Like many I can have a love-hate relationship with the scale. On the one hand I love data. This isn’t an n=1 lifestyle experiment for nothing! And weight is one of the easiest data points to collect. Plus when I lose weight it can be very motivating, even though weight loss is not my primary health goal. On the other hand if the scale doesn’t budge it can be very defeating.
I remember when I was doing CrossFit regularly and after months of going to the box to WOD with the crew 3 times a week the scale had not budged. (In fact I don’t even think my body composition changed much either since my clothes fit pretty much the same as well). Even though I was setting PRs and clearly getting stronger those victories were obliterated by my not losing weight.
But worse than that are the times in my life when my weight actually over-shadowed my health. The social stigma of being fat was so great that I would do almost anything to get rid of my excess weight. I wished to be anorexic. I was jealous of (my perception of) their will power. If only I could just stop eating! Life would be better, people would love me, I would be happy if I just didn’t have to eat! Failing the will power to develop an eating disorder I even wished to be struck by a serious illness. You know who is skinny without even trying? People with Crohn’s disease. People with cancer. Maybe I will be struck with cancer! (Lord knows I have the family history for it). I might be dying but at least I would look good doing it!

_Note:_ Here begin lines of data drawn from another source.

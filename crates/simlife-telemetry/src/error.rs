//! Telemetry error types.

use thiserror::Error;

/// Errors that can occur during telemetry operations.
#[derive(Debug, Error)]
pub enum TelemetryError {
    /// Failed to initialize metrics.
    #[error("Failed to initialize metrics: {0}")]
    MetricsInit(String),

    /// Failed to initialize logging.
    #[error("Failed to initialize logging: {0}")]
    LoggingInit(String),

    /// Failed to reach the Graphite server.
    #[error("Failed to report to Graphite at {addr}: {source}")]
    GraphiteReport {
        /// `host:port` of the Graphite server.
        addr: String,
        /// Underlying error.
        #[source]
        source: std::io::Error,
    },
}

#[cfg(test)]
mod tests {
    use super::*;

    #[test]
    fn test_error_display() {
        let err = TelemetryError::MetricsInit("failed".to_string());
        assert_eq!(err.to_string(), "Failed to initialize metrics: failed");
    }

    #[test]
    fn test_graphite_report_display() {
        let err = TelemetryError::GraphiteReport {
            addr: "localhost:2003".to_string(),
            source: std::io::Error::new(std::io::ErrorKind::ConnectionRefused, "refused"),
        };
        assert_eq!(
            err.to_string(),
            "Failed to report to Graphite at localhost:2003: refused"
        );
    }

    #[test]
    fn test_logging_init_display() {
        let err = TelemetryError::LoggingInit("subscriber already set".to_string());
        assert_eq!(
            err.to_string(),
            "Failed to initialize logging: subscriber already set"
        );
    }
}
impl FromStr for HttpVersion {
    type Err = String;

    fn from_str(s: &str) -> Result<Self, Self::Err> {
        match s {
            "V_1_1" => Ok(Self::V1_1),
            "V_2_0" => Ok(Self::V2_0),
            other => Err(format!("unknown HTTP version `{other}`")),
        }
    }
}

/// HTTP settings.
#[derive(Debug, Clone, Serialize, Deserialize, PartialEq, Eq)]
#[serde(default, deny_unknown_fields, rename_all = "camelCase")]
pub struct HttpProperties {
    /// Protocol version.
    pub version: HttpVersion,
    /// Force the server's cipher suite order. Only meaningful with HTTPS and
    /// an explicit cipher list.
    pub use_undertow_user_cipher_suites_order: bool,
    /// Static resource caching.
    pub cache: HttpCacheProperties,
}

impl Default for HttpProperties {
    fn default() -> Self {
        Self {
            version: defaults::http::VERSION,
            use_undertow_user_cipher_suites_order:
                defaults::http::USE_UNDERTOW_USER_CIPHER_SUITES_ORDER,
            cache: HttpCacheProperties::default(),
        }
    }
}

/// HTTP cache headers for static resources.
#[derive(Debug, Clone, Serialize, Deserialize, PartialEq, Eq)]
#[serde(default, deny_unknown_fields, rename_all = "camelCase")]
pub struct HttpCacheProperties {
    /// Cache lifetime in days.
    pub time_to_live_in_days: i32,
}

impl Default for HttpCacheProperties {
    fn default() -> Self {
        Self {
            time_to_live_in_days: defaults::http::CACHE_TIME_TO_LIVE_IN_DAYS,
        }
    }
}

/// Cache provider tuning.
#[derive(Debug, Clone, Default, Serialize, Deserialize, PartialEq, Eq)]
#[serde(default, deny_unknown_fields, rename_all = "camelCase")]
pub struct CacheProperties {
    /// Hazelcast.
    pub hazelcast: HazelcastProperties,
    /// Ehcache.
    pub ehcache: EhcacheProperties,
    /// Infinispan.
    pub infinispan: InfinispanProperties,
    /// Memcached.
    pub memcached: MemcachedProperties,
}

/// Hazelcast cache settings.
#[derive(Debug, Clone, Serialize, Deserialize, PartialEq, Eq)]
#[serde(default, deny_unknown_fields, rename_all = "camelCase")]
pub struct HazelcastProperties {
    /// Entry lifetime in seconds.
    pub time_to_live_seconds: i32,
    /// Synchronous backup count.
    pub backup_count: i32,
    /// Management center connection.
    pub management_center: ManagementCenterProperties,
}

impl Default for HazelcastProperties {
    fn default() -> Self {
        Self {
            time_to_live_seconds: defaults::cache::hazelcast::TIME_TO_LIVE_SECONDS,
            backup_count: defaults::cache::hazelcast::BACKUP_COUNT,
            management_center: ManagementCenterProperties::default(),
        }
    }
}

/// Hazelcast management center.
#[derive(Debug, Clone, Serialize, Deserialize, PartialEq, Eq)]
#[serde(default, deny_unknown_fields, rename_all = "camelCase")]
pub struct ManagementCenterProperties {
    /// Whether the member reports to a management center.
    pub enabled: bool,
    /// Reporting interval in seconds.
    pub update_interval: i32,
    /// Management center URL.
    pub url: String,
}

impl Default for ManagementCenterProperties {
    fn default() -> Self {
        Self {
            enabled: defaults::cache::hazelcast::MANAGEMENT_CENTER_ENABLED,
            update_interval: defaults::cache::hazelcast::MANAGEMENT_CENTER_UPDATE_INTERVAL,
            url: defaults::cache::hazelcast::MANAGEMENT_CENTER_URL.to_string(),
        }
    }
}

/// Ehcache settings.
#[derive(Debug, Clone, Serialize, Deserialize, PartialEq, Eq)]
#[serde(default, deny_unknown_fields, rename_all = "camelCase")]
pub struct EhcacheProperties {
    /// Entry lifetime in seconds.
    pub time_to_live_seconds: i32,
    /// Heap entry limit.
    pub max_entries: i64,
}

impl Default for EhcacheProperties {
    fn default() -> Self {
        Self {
            time_to_live_seconds: defaults::cache::ehcache::TIME_TO_LIVE_SECONDS,
            max_entries: defaults::cache::ehcache::MAX_ENTRIES,
        }
    }
}

/// Infinispan settings.
#[derive(Debug, Clone, Serialize, Deserialize, PartialEq, Eq)]
#[serde(default, deny_unknown_fields, rename_all = "camelCase")]
pub struct InfinispanProperties {
    /// JGroups configuration file.
    pub config_file: String,
    /// Whether cache statistics are collected.
    pub stats_enabled: bool,
    /// Local cache mode.
    pub local: InfinispanLocalProperties,
    /// Distributed cache mode.
    pub distributed: InfinispanDistributedProperties,
    /// Replicated cache mode.
    pub replicated: InfinispanReplicatedProperties,
}

impl Default for InfinispanProperties {
    fn default() -> Self {
        Self {
            config_file: defaults::cache::infinispan::CONFIG_FILE.to_string(),
            stats_enabled: defaults::cache::infinispan::STATS_ENABLED,
            local: InfinispanLocalProperties::default(),
            distributed: InfinispanDistributedProperties::default(),
            replicated: InfinispanReplicatedProperties::default(),
        }
    }
}
//! Logging and metrics reporting for Simlife applications.
//!
//! This crate provides the observability pieces wired at startup:
//!
//! - **Logging**: Structured JSON or pretty logging via `tracing-subscriber`
//! - **Metrics**: A Prometheus-backed registry fed by the `metrics` crate
//! - **Prometheus**: A scrape endpoint rendering the registry (`prometheus` feature)
//! - **Graphite**: A background reporter pushing the registry every minute
//!   (`graphite` feature)
//!
//! # Architecture
//!
//! ```text
//!   metrics::counter!() ──► MetricsRegistry ──┬──► PrometheusEndpoint ──► GET /prometheusMetrics
//!                                             │
//!                                             └──► GraphiteReporter ───► host:2003 (plaintext)
//! ```
//!
//! # Example
//!
//! ```rust,ignore
//! use simlife_telemetry::{init_logging, init_metrics, GraphiteConfig, GraphiteReporter, LogConfig};
//!
//! #[tokio::main]
//! async fn main() -> Result<(), simlife_telemetry::TelemetryError> {
//!     init_logging(&LogConfig::production())?;
//!     let registry = init_metrics()?;
//!
//!     let config = GraphiteConfig::new("localhost", 2003).with_prefix("simlifeApplication");
//!     let reporter = GraphiteReporter::new(config, registry).start();
//!
//!     // ... serve requests ...
//!
//!     reporter.stop().await;
//!     Ok(())
//! }
//! ```

#![warn(missing_docs)]

pub mod error;
#[cfg(feature = "graphite")]
pub mod graphite;
pub mod logging;
pub mod metrics;

pub use error::TelemetryError;
#[cfg(feature = "graphite")]
pub use graphite::{GraphiteConfig, GraphiteHandle, GraphiteReporter};
pub use logging::{init_logging, LogConfig};
pub use metrics::{init_metrics, MetricsRegistry};
#[cfg(feature = "prometheus")]
pub use metrics::PrometheusEndpoint;

/// Result type for telemetry operations.
pub type TelemetryResult<T> = Result<T, TelemetryError>;
//! Structured logging for Simlife applications.
//!
//! Installs a `tracing-subscriber` registry with an [`EnvFilter`] and either
//! JSON (production) or pretty (development) output.
//!
//! # Example
//!
//! ```rust,ignore
//! use simlife_telemetry::logging::{init_logging, LogConfig};
//!
//! init_logging(&LogConfig::development())?;
//!
//! tracing::info!(endpoint = "/prometheusMetrics", "Initializing Metrics Prometheus endpoint");
//! ```

use crate::error::TelemetryError;
use crate::TelemetryResult;
use tracing_subscriber::fmt::format::FmtSpan;
use tracing_subscriber::layer::SubscriberExt;
use tracing_subscriber::util::SubscriberInitExt;
use tracing_subscriber::{EnvFilter, Layer};

/// Logging configuration.
#[derive(Debug, Clone)]
pub struct LogConfig {
    /// Whether logging is enabled.
    pub enabled: bool,

    /// Filter directives (e.g., "info", "simlife=debug,hyper=warn").
    pub level: String,

    /// Whether to output JSON format.
    pub json_format: bool,

    /// Whether to include span events (new, close).
    pub span_events: bool,

    /// Whether to include file/line info.
    pub file_line_info: bool,

    /// Whether to include thread IDs.
    pub thread_ids: bool,

    /// Whether to include target (module path).
    pub include_target: bool,
}

impl Default for LogConfig {
    fn default() -> Self {
        Self::production()
    }
}

impl LogConfig {
    /// Creates a development configuration with human-readable output.
    #[must_use]
    pub fn development() -> Self {
        Self {
            enabled: true,
            level: "debug".to_string(),
            json_format: false,
            span_events: true,
            file_line_info: true,
            thread_ids: false,
            include_target: true,
        }
    }

    /// Creates a production configuration with JSON output.
    #[must_use]
    pub fn production() -> Self {
        Self {
            enabled: true,
            level: "info".to_string(),
            json_format: true,
            span_events: false,
            file_line_info: false,
            thread_ids: false,
            include_target: true,
        }
    }

    /// Picks a preset from the active profiles: `dev` selects
    /// [`development`](Self::development), anything else
    /// [`production`](Self::production).
    #[must_use]
    pub fn for_profiles<S: AsRef<str>>(profiles: &[S]) -> Self {
        if profiles.iter().any(|p| p.as_ref() == "dev") {
            Self::development()
        } else {
            Self::production()
        }
    }

    /// Sets the filter directives.
    #[must_use]
    pub fn with_level(mut self, level: &str) -> Self {
        self.level = level.to_string();
        self
    }
}

/// Initializes the logging subsystem.
///
/// The `RUST_LOG` environment variable, when set, takes precedence over
/// [`LogConfig::level`].
///
/// # Errors
///
/// Returns `TelemetryError::LoggingInit` if the filter is invalid or a
/// global subscriber is already installed.
pub fn init_logging(config: &LogConfig) -> TelemetryResult<()> {
    if !config.enabled {
        return Ok(());
    }

    let filter = match EnvFilter::try_from_default_env() {
        Ok(filter) => filter,
        Err(_) => create_env_filter(&config.level)?,
    };

    let span_events = if config.span_events {
        FmtSpan::NEW | FmtSpan::CLOSE
    } else {
        FmtSpan::NONE
    };

    if config.json_format {
        let fmt_layer = tracing_subscriber::fmt::layer()
            .json()
            .with_span_events(span_events)
            .with_file(config.file_line_info)
            .with_line_number(config.file_line_info)
            .with_thread_ids(config.thread_ids)
            .with_target(config.include_target)
            .with_filter(filter);

        tracing_subscriber::registry()
            .with(fmt_layer)
            .try_init()
            .map_err(|e| TelemetryError::LoggingInit(e.to_string()))?;
    } else {
        let fmt_layer = tracing_subscriber::fmt::layer()
            .pretty()
            .with_span_events(span_events)
            .with_file(config.file_line_info)
            .with_line_number(config.file_line_info)
            .with_thread_ids(config.thread_ids)
            .with_target(config.include_target)
            .with_filter(filter);

        tracing_subscriber::registry()
            .with(fmt_layer)
            .try_init()
            .map_err(|e| TelemetryError::LoggingInit(e.to_string()))?;
    }

    Ok(())
}

/// Creates an env filter from a string.
///
/// # Errors
///
/// Returns `TelemetryError::LoggingInit` if the filter string is invalid.
pub fn create_env_filter(filter: &str) -> TelemetryResult<EnvFilter> {
    EnvFilter::try_new(filter)
        .map_err(|e| TelemetryError::LoggingInit(format!("Invalid log level: {e}")))
}

#[cfg(test)]
mod tests {
    use super::*;

    #[test]
    fn test_default_config() {
        let config = LogConfig::default();
        assert!(config.enabled);
        assert!(config.json_format);
        assert_eq!(config.level, "info");
    }

    #[test]
    fn test_development_config() {
        let config = LogConfig::development();
        assert!(!config.json_format);
        assert!(config.span_events);
        assert!(config.file_line_info);
        assert_eq!(config.level, "debug");
    }

    #[test]
    fn test_for_profiles() {
        assert!(!LogConfig::for_profiles(&["dev", "swagger"]).json_format);
        assert!(LogConfig::for_profiles(&["prod"]).json_format);
        assert!(LogConfig::for_profiles::<&str>(&[]).json_format);
    }

    #[test]
    fn test_with_level() {
        let config = LogConfig::production().with_level("simlife=trace");
        assert_eq!(config.level, "simlife=trace");
    }

    #[test]
    fn test_create_env_filter_valid() {
        assert!(create_env_filter("info,simlife_config=debug").is_ok());
    }

    #[test]
    fn test_create_env_filter_invalid() {
        assert!(matches!(
            create_env_filter("simlife=loud"),
            Err(TelemetryError::LoggingInit(_))
        ));
    }

    #[test]
    fn test_disabled_logging() {
        let config = LogConfig {
            enabled: false,
            ..Default::default()
        };

        assert!(init_logging(&config).is_ok());
    }
}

This type of thinking is perverse, and yet I doubt I am the only fat person who has ever had these thoughts. Such is the state of our culture and the collective shame at our perceived deficiencies as human beings, that a person would rather be a truly ill skinny person than the mostly healthy fat person they are.
So I quit.
I have not weighed myself in months, and if my clothes are to be believed, I weigh about the same now as I did then. I did not suddenly drop 10+ pounds (only the weight of the scale itself), but neither did I balloon up. And you know what? If I remain overweight for the rest of my life but continue to pursue movement that I enjoy and do it regularly, to eat as much real food as possible and avoid the junk, then I will be content. I may yet lose weight or otherwise alter my body composition on this journey. But that is not the goal. The goal is health, at whatever weight that looks like. The scale is no longer a useful data point.
So good bye, scale, if I ever see you again it’ll be too soon.